I think it’s safe to say there’s been some investor fatigue around sensors. One criticism is that ground sensors are taking measurements at specific points in the field, which requires a lot of averaging work. The challenges around deployment in the field and the potential for malfunction/servicing has also put some retailers off wanting to engage with this tech. What’s your response?

What excites me is we are technology-inclusive and explore the chance to bring together a broad set of models and measurements to bring the best set of insights to farmers. The nitrogen monitoring tool in Climate FieldView models the nitrogen cycle and projects nitrogen availability for the crop to provide farmers with direction on nitrogen applications for their fields. This has been a game-changer for the industry, and our nitrate sensor is the next evolution of that. By taking real-time measurements in the field with advanced sensor technology, we can generate even more precise insights for farmers.

Of course in a perfect solution, we’d never need to install or deploy hardware in every field. Today, we can gather measurements through a variety of tools, in-field measurements or by remote sensing, bringing the two together only creates more, enhanced insights.

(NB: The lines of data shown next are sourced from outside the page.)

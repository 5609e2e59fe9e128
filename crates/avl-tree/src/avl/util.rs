//! Arena-level AVL algorithms.
//!
//! Every structural edit takes the index of a subtree root and returns the
//! index of the (possibly different) root of the same subtree after the
//! edit, so callers reattach the result to whatever slot held the old root.
//! Heights are fixed and rotations applied on the way back up.

use std::cmp::Ordering;
use std::fmt::Debug;

use log::trace;

use crate::error::AvlError;
use crate::print::{print_tree, PrintChild};
use crate::util::{for_each_in_order, get_l, get_r, set_l, set_r};

use super::types::AvlNodeLike;

/// Height of the subtree at `node`. An absent subtree has height `-1`, so a
/// leaf is `0` and every other case follows from `1 + max(l, r)`.
#[inline]
pub fn height<K, N>(arena: &[N], node: Option<u32>) -> i32
where
    N: AvlNodeLike<K>,
{
    match node {
        Some(i) => arena[i as usize].height(),
        None => -1,
    }
}

/// `height(left) - height(right)`.
#[inline]
pub fn balance_factor<K, N>(arena: &[N], node: u32) -> i32
where
    N: AvlNodeLike<K>,
{
    height(arena, get_l(arena, node)) - height(arena, get_r(arena, node))
}

/// Recomputes the cached height of `node` from its children.
#[inline]
pub fn update_height<K, N>(arena: &mut [N], node: u32)
where
    N: AvlNodeLike<K>,
{
    let h = 1 + height(arena, get_l(arena, node)).max(height(arena, get_r(arena, node)));
    arena[node as usize].set_height(h);
}

/// Single right rotation of left-heavy `n` around its left child `nl`.
///
/// ```text
///       n          nl
///      / \        /  \
///     nl  c  ->  a    n
///    /  \            / \
///   a   nlr        nlr  c
/// ```
fn ll_rotate<K, N>(arena: &mut [N], n: u32, nl: u32) -> u32
where
    N: AvlNodeLike<K>,
{
    trace!("ll rotation: node {n} under {nl}");
    let nlr = get_r(arena, nl);
    set_l(arena, n, nlr);
    set_r(arena, nl, Some(n));
    update_height(arena, n);
    update_height(arena, nl);
    nl
}

/// Single left rotation of right-heavy `n` around its right child `nr`.
fn rr_rotate<K, N>(arena: &mut [N], n: u32, nr: u32) -> u32
where
    N: AvlNodeLike<K>,
{
    trace!("rr rotation: node {n} under {nr}");
    let nrl = get_l(arena, nr);
    set_r(arena, n, nrl);
    set_l(arena, nr, Some(n));
    update_height(arena, n);
    update_height(arena, nr);
    nr
}

/// `nlr` becomes the subtree root, with `nl` and `n` as its children.
fn lr_rotate<K, N>(arena: &mut [N], n: u32, nl: u32, nlr: u32) -> u32
where
    N: AvlNodeLike<K>,
{
    let nl = rr_rotate(arena, nl, nlr);
    set_l(arena, n, Some(nl));
    ll_rotate(arena, n, nl)
}

fn rl_rotate<K, N>(arena: &mut [N], n: u32, nr: u32, nrl: u32) -> u32
where
    N: AvlNodeLike<K>,
{
    let nr = ll_rotate(arena, nr, nrl);
    set_r(arena, n, Some(nr));
    rr_rotate(arena, n, nr)
}

/// Restores the AVL invariant at `n`, whose children are already valid AVL
/// trees with correct cached heights and whose balance factor is within
/// `-2..=2`. Returns the root of the rebalanced subtree.
pub fn rebalance<K, N>(arena: &mut [N], n: u32) -> u32
where
    N: AvlNodeLike<K>,
{
    match balance_factor(arena, n) {
        2 => {
            let Some(nl) = get_l(arena, n) else {
                return n;
            };
            match get_r(arena, nl) {
                Some(nlr) if balance_factor(arena, nl) < 0 => lr_rotate(arena, n, nl, nlr),
                _ => ll_rotate(arena, n, nl),
            }
        }
        -2 => {
            let Some(nr) = get_r(arena, n) else {
                return n;
            };
            match get_l(arena, nr) {
                Some(nrl) if balance_factor(arena, nr) > 0 => rl_rotate(arena, n, nr, nrl),
                _ => rr_rotate(arena, n, nr),
            }
        }
        _ => n,
    }
}

/// Inserts `key` into the subtree at `root`, allocating its node with
/// `new_node` at the end of the arena.
///
/// Returns the new subtree root. The arena is only touched once the empty
/// slot for `key` has been reached, so [`AvlError::DuplicateKey`] leaves
/// everything as it was.
pub fn insert<K, N, F>(
    arena: &mut Vec<N>,
    root: Option<u32>,
    key: K,
    new_node: &F,
) -> Result<u32, AvlError>
where
    K: Ord,
    N: AvlNodeLike<K>,
    F: Fn(K) -> N,
{
    let Some(n) = root else {
        arena.push(new_node(key));
        return Ok((arena.len() - 1) as u32);
    };

    match key.cmp(arena[n as usize].key()) {
        Ordering::Equal => return Err(AvlError::DuplicateKey),
        Ordering::Less => {
            let l = get_l(arena, n);
            let l = insert(arena, l, key, new_node)?;
            set_l(arena, n, Some(l));
        }
        Ordering::Greater => {
            let r = get_r(arena, n);
            let r = insert(arena, r, key, new_node)?;
            set_r(arena, n, Some(r));
        }
    }

    update_height(arena, n);
    Ok(rebalance(arena, n))
}

/// Unlinks the node holding `key` from the subtree at `root`.
///
/// Returns the new subtree root together with the index of the unlinked
/// node. The unlinked node keeps its arena slot (with both links cleared)
/// until the caller releases it. On [`AvlError::NotFound`] no link has been
/// changed.
pub fn remove<K, N>(
    arena: &mut [N],
    root: Option<u32>,
    key: &K,
) -> Result<(Option<u32>, u32), AvlError>
where
    K: Ord,
    N: AvlNodeLike<K>,
{
    let Some(n) = root else {
        return Err(AvlError::NotFound);
    };

    let removed = match key.cmp(arena[n as usize].key()) {
        Ordering::Equal => return Ok((resplice(arena, n), n)),
        Ordering::Less => {
            let l = get_l(arena, n);
            let (l, removed) = remove(arena, l, key)?;
            set_l(arena, n, l);
            removed
        }
        Ordering::Greater => {
            let r = get_r(arena, n);
            let (r, removed) = remove(arena, r, key)?;
            set_r(arena, n, r);
            removed
        }
    };

    update_height(arena, n);
    Ok((Some(rebalance(arena, n)), removed))
}

/// Detaches `n` from its children and returns the node that takes its
/// place.
///
/// With a right subtree the in-order successor is promoted; with only a
/// left subtree the in-order predecessor is promoted; a leaf leaves an
/// empty subtree behind.
pub fn resplice<K, N>(arena: &mut [N], n: u32) -> Option<u32>
where
    N: AvlNodeLike<K>,
{
    let l = get_l(arena, n);
    let r = get_r(arena, n);
    set_l(arena, n, None);
    set_r(arena, n, None);
    arena[n as usize].set_height(0);

    if let Some(r) = r {
        let (successor, rest) = detach_min(arena, r);
        trace!("resplice: node {n} replaced by successor {successor}");
        Some(graft(arena, successor, l, rest))
    } else if let Some(l) = l {
        let (predecessor, rest) = detach_max(arena, l);
        trace!("resplice: node {n} replaced by predecessor {predecessor}");
        Some(graft(arena, predecessor, rest, None))
    } else {
        trace!("resplice: leaf {n} removed");
        None
    }
}

/// Cuts the minimum node out of the subtree at `n`.
///
/// Returns the detached node (with no children) and the root of what
/// remains, rebalanced along the left spine.
pub fn detach_min<K, N>(arena: &mut [N], n: u32) -> (u32, Option<u32>)
where
    N: AvlNodeLike<K>,
{
    match get_l(arena, n) {
        None => {
            let r = get_r(arena, n);
            set_r(arena, n, None);
            arena[n as usize].set_height(0);
            (n, r)
        }
        Some(l) => {
            let (min, rest) = detach_min(arena, l);
            set_l(arena, n, rest);
            update_height(arena, n);
            (min, Some(rebalance(arena, n)))
        }
    }
}

/// Cuts the maximum node out of the subtree at `n`. Mirror of
/// [`detach_min`].
pub fn detach_max<K, N>(arena: &mut [N], n: u32) -> (u32, Option<u32>)
where
    N: AvlNodeLike<K>,
{
    match get_r(arena, n) {
        None => {
            let l = get_l(arena, n);
            set_l(arena, n, None);
            arena[n as usize].set_height(0);
            (n, l)
        }
        Some(r) => {
            let (max, rest) = detach_max(arena, r);
            set_r(arena, n, rest);
            update_height(arena, n);
            (max, Some(rebalance(arena, n)))
        }
    }
}

/// Hangs `l` and `r` under `n` and rebalances. Both subtrees must be valid
/// AVL trees whose heights differ by at most two.
pub fn graft<K, N>(arena: &mut [N], n: u32, l: Option<u32>, r: Option<u32>) -> u32
where
    N: AvlNodeLike<K>,
{
    set_l(arena, n, l);
    set_r(arena, n, r);
    update_height(arena, n);
    rebalance(arena, n)
}

/// Finds the node whose child slot holds `child`, by descending from
/// `root` along `child`'s key.
fn find_parent<K, N>(arena: &[N], root: Option<u32>, child: u32) -> Option<u32>
where
    K: Ord,
    N: AvlNodeLike<K>,
{
    let key = arena[child as usize].key();
    let mut curr = root?;
    loop {
        let next = match key.cmp(arena[curr as usize].key()) {
            Ordering::Less => get_l(arena, curr),
            Ordering::Greater => get_r(arena, curr),
            Ordering::Equal => return None,
        }?;
        if next == child {
            return Some(curr);
        }
        curr = next;
    }
}

/// Takes the already unlinked node at `idx` out of the arena.
///
/// The last arena node moves into the vacated slot and its one referrer,
/// either its parent's child link or `root`, is re-pointed at `idx`.
pub fn swap_remove<K, N>(arena: &mut Vec<N>, root: &mut Option<u32>, idx: u32) -> N
where
    K: Ord,
    N: AvlNodeLike<K>,
{
    let last = (arena.len() - 1) as u32;
    if idx != last {
        if *root == Some(last) {
            *root = Some(idx);
        } else if let Some(parent) = find_parent(arena, *root, last) {
            if get_l(arena, parent) == Some(last) {
                set_l(arena, parent, Some(idx));
            } else {
                set_r(arena, parent, Some(idx));
            }
        }
        trace!("arena: node {last} relocated to {idx}");
    }
    arena.swap_remove(idx as usize)
}

fn tree_height<K, N>(arena: &[N], node: Option<u32>) -> i32
where
    N: AvlNodeLike<K>,
{
    match node {
        None => -1,
        Some(i) => 1 + tree_height(arena, get_l(arena, i)).max(tree_height(arena, get_r(arena, i))),
    }
}

/// Checks ownership, cached heights, balance and key order of the tree at
/// `root`, which must own every node in `arena`.
pub fn assert_avl_tree<K, N>(arena: &[N], root: Option<u32>) -> Result<(), String>
where
    K: Ord,
    N: AvlNodeLike<K>,
{
    let mut seen = vec![false; arena.len()];
    let mut stack: Vec<u32> = root.into_iter().collect();
    while let Some(i) = stack.pop() {
        let Some(slot) = seen.get_mut(i as usize) else {
            return Err(format!("Link to node {i} points outside the arena"));
        };
        if *slot {
            return Err(format!("Node {i} is linked more than once"));
        }
        *slot = true;
        stack.extend(get_l(arena, i));
        stack.extend(get_r(arena, i));
    }
    if let Some(orphan) = seen.iter().position(|s| !s) {
        return Err(format!("Node {orphan} is not reachable from the root"));
    }

    fn validate_heights<K, N>(arena: &[N], node: u32) -> Result<(), String>
    where
        N: AvlNodeLike<K>,
    {
        let l = get_l(arena, node);
        let r = get_r(arena, node);
        if let Some(l) = l {
            validate_heights(arena, l)?;
        }
        if let Some(r) = r {
            validate_heights(arena, r)?;
        }

        let expected = tree_height(arena, Some(node));
        let actual = arena[node as usize].height();
        if actual != expected {
            return Err(format!(
                "Height mismatch at node {node}: expected {expected}, got {actual}"
            ));
        }
        let bf = tree_height(arena, l) - tree_height(arena, r);
        if !(-1..=1).contains(&bf) {
            return Err(format!("AVL balance violated at node {node}: bf={bf}"));
        }
        Ok(())
    }

    if let Some(root) = root {
        validate_heights(arena, root)?;
    }

    let mut prev: Option<u32> = None;
    let mut order = Ok(());
    for_each_in_order(arena, root, |i| {
        if let Some(p) = prev {
            if order.is_ok() && arena[p as usize].key() >= arena[i as usize].key() {
                order = Err(format!("Node order violated between nodes {p} and {i}"));
            }
        }
        prev = Some(i);
    });
    order
}

/// Debug printer for AVL trees.
pub fn print<K, N>(arena: &[N], node: Option<u32>, tab: &str) -> String
where
    K: Debug,
    N: AvlNodeLike<K>,
{
    let Some(i) = node else {
        return "∅".to_string();
    };
    let n = &arena[i as usize];
    let (l, r) = (n.l(), n.r());
    let head = format!("Node[{i}] [h={}] {:?}", n.height(), n.key());
    if l.is_none() && r.is_none() {
        return head;
    }

    let left: &PrintChild = &|tab: &str| print::<K, N>(arena, l, tab);
    let right: &PrintChild = &|tab: &str| print::<K, N>(arena, r, tab);
    format!("{head}{}", print_tree(Some(tab), &[Some(left), Some(right)]))
}
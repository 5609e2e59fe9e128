//! `avl-demo` — build a tree, delete one key, look another one up.
//!
//! Usage:
//!   avl-demo [KEY ...]
//!
//! Without arguments the keys `10 25 50 100 40 5 15 1 30 45 60 120` are
//! inserted. Then `25` is deleted, `60` is looked up and the tree is dumped.
//! Set `RUST_LOG=trace` to watch the rotations.

use avl_tree::AvlTree;

const DEFAULT_KEYS: [i64; 12] = [10, 25, 50, 100, 40, 5, 15, 1, 30, 45, 60, 120];

fn main() {
    env_logger::init();

    let keys: Vec<i64> = match std::env::args()
        .skip(1)
        .map(|arg| arg.parse::<i64>().map_err(|e| format!("invalid key {arg:?}: {e}")))
        .collect::<Result<Vec<_>, _>>()
    {
        Ok(keys) if keys.is_empty() => DEFAULT_KEYS.to_vec(),
        Ok(keys) => keys,
        Err(e) => {
            eprintln!("{e}");
            std::process::exit(1);
        }
    };

    let mut tree = AvlTree::new();
    for key in keys {
        if let Err(e) = tree.insert(key) {
            log::warn!("skipping {key}: {e}");
        }
    }

    match tree.delete(&25) {
        Ok(key) => println!("Node with value={key} has been deleted."),
        Err(e) => println!("Could not delete 25: {e}"),
    }

    match tree.find(&60) {
        Ok(node) => println!("Node with value={} has been found.", node.key()),
        Err(e) => println!("Could not find 60: {e}"),
    }

    println!("{tree:?}");
}
//! Node trait definitions.
//!
//! Nodes are stored in a [`Vec`]-backed arena owned by the tree. Each child
//! "pointer" is an `Option<u32>` index into that arena, and every index is
//! held by at most one child slot (or by the tree as its root). All
//! tree-manipulation functions take the arena and work with indices.

/// Child links (`l`, `r`).
pub trait Node {
    fn l(&self) -> Option<u32>;
    fn r(&self) -> Option<u32>;
    fn set_l(&mut self, v: Option<u32>);
    fn set_r(&mut self, v: Option<u32>);
}

/// Node carrying an ordered key.
///
/// Keys are never rewritten in place: nodes move between child slots
/// instead, so a node keeps its key for its whole lifetime.
pub trait KeyNode<K>: Node {
    fn key(&self) -> &K;
}
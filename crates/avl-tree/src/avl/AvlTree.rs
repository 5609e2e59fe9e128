use std::fmt::{self, Debug};

use log::debug;

use crate::error::AvlError;
use crate::util::{find, find_breadth_first};

use super::types::AvlNode;
use super::util;

/// Read-only view of one tree node.
///
/// Exposes the node's key and its arena index. The index identifies the
/// node for as long as the tree is not mutated.
#[derive(Clone, Copy, Debug, PartialEq, Eq)]
pub struct NodeRef<'a, K> {
    index: u32,
    key: &'a K,
}

impl<'a, K> NodeRef<'a, K> {
    pub fn key(&self) -> &'a K {
        self.key
    }

    pub fn index(&self) -> u32 {
        self.index
    }
}

/// Height-balanced binary search tree of unique keys.
///
/// Nodes live in an arena owned by the tree; links are `Option<u32>`
/// indices. Deleting a node moves the last arena node into its slot, so
/// the arena never holds dead entries.
pub struct AvlTree<K> {
    arena: Vec<AvlNode<K>>,
    root: Option<u32>,
}

impl<K> AvlTree<K> {
    pub fn new() -> Self {
        Self {
            arena: Vec::new(),
            root: None,
        }
    }

    pub fn len(&self) -> usize {
        self.arena.len()
    }

    pub fn is_empty(&self) -> bool {
        self.root.is_none()
    }

    /// Height of the whole tree: `-1` when empty, `0` for a single node.
    pub fn height(&self) -> i32 {
        util::height(&self.arena, self.root)
    }

    pub fn root(&self) -> Option<NodeRef<'_, K>> {
        self.root.map(|i| self.node_ref(i))
    }

    pub fn clear(&mut self) {
        self.arena.clear();
        self.root = None;
    }

    fn node_ref(&self, index: u32) -> NodeRef<'_, K> {
        NodeRef {
            index,
            key: &self.arena[index as usize].k,
        }
    }
}

impl<K> Default for AvlTree<K> {
    fn default() -> Self {
        Self::new()
    }
}

impl<K: Ord> AvlTree<K> {
    /// Adds `key`, rebalancing every ancestor of the new leaf.
    pub fn insert(&mut self, key: K) -> Result<(), AvlError> {
        match util::insert(&mut self.arena, self.root, key, &AvlNode::new) {
            Ok(root) => {
                self.root = Some(root);
                Ok(())
            }
            Err(err) => {
                debug!("insert rejected: {err}");
                Err(err)
            }
        }
    }

    /// Removes `key` and returns it.
    ///
    /// An inner node is replaced by its in-order successor when it has a
    /// right subtree and by its in-order predecessor otherwise.
    pub fn delete(&mut self, key: &K) -> Result<K, AvlError> {
        let (root, removed) = util::remove(&mut self.arena, self.root, key).inspect_err(|err| {
            debug!("delete rejected: {err}");
        })?;
        self.root = root;
        let node = util::swap_remove(&mut self.arena, &mut self.root, removed);
        Ok(node.into_key())
    }

    pub fn find(&self, key: &K) -> Result<NodeRef<'_, K>, AvlError> {
        find(&self.arena, self.root, key)
            .map(|i| self.node_ref(i))
            .ok_or(AvlError::NotFound)
    }

    /// Same result as [`find`](Self::find), found by a level-order scan
    /// instead of an ordered descent.
    pub fn find_breadth_first(&self, key: &K) -> Result<NodeRef<'_, K>, AvlError> {
        find_breadth_first(&self.arena, self.root, key)
            .map(|i| self.node_ref(i))
            .ok_or(AvlError::NotFound)
    }

    pub fn contains(&self, key: &K) -> bool {
        find(&self.arena, self.root, key).is_some()
    }

    pub fn assert_valid(&self) -> Result<(), String> {
        util::assert_avl_tree(&self.arena, self.root)
    }

    #[cfg(test)]
    pub(crate) fn keys(&self) -> Vec<&K> {
        let mut out = Vec::with_capacity(self.arena.len());
        crate::util::for_each_in_order(&self.arena, self.root, |i| {
            out.push(&self.arena[i as usize].k)
        });
        out
    }
}

impl<K: Debug> AvlTree<K> {
    pub fn print(&self) -> String {
        util::print(&self.arena, self.root, "")
    }
}

impl<K: Debug> Debug for AvlTree<K> {
    fn fmt(&self, f: &mut fmt::Formatter<'_>) -> fmt::Result {
        f.write_str(&self.print())
    }
}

Nonetheless, I understand that sensor investment can be a challenge and potentially risky investment.  But as machine learning becomes more advanced, and as we are able to further automate systems and take advantage of those efficiencies, the need for novel and more accurate data streams will only continue to grow. Quality data is a key need for model development. In-field sensors may be slightly ahead of their time regarding our understanding of field variability and our ability to deploy these systems effectively. We have to commit to rolling up our sleeves, collecting those data sets and working with them to improve our understanding of complex soil processes in their natural environment. I’m confident at Climate we will continue to use the nitrate sensor to improve operational efficiency, optimize yield and reduce environmental challenges.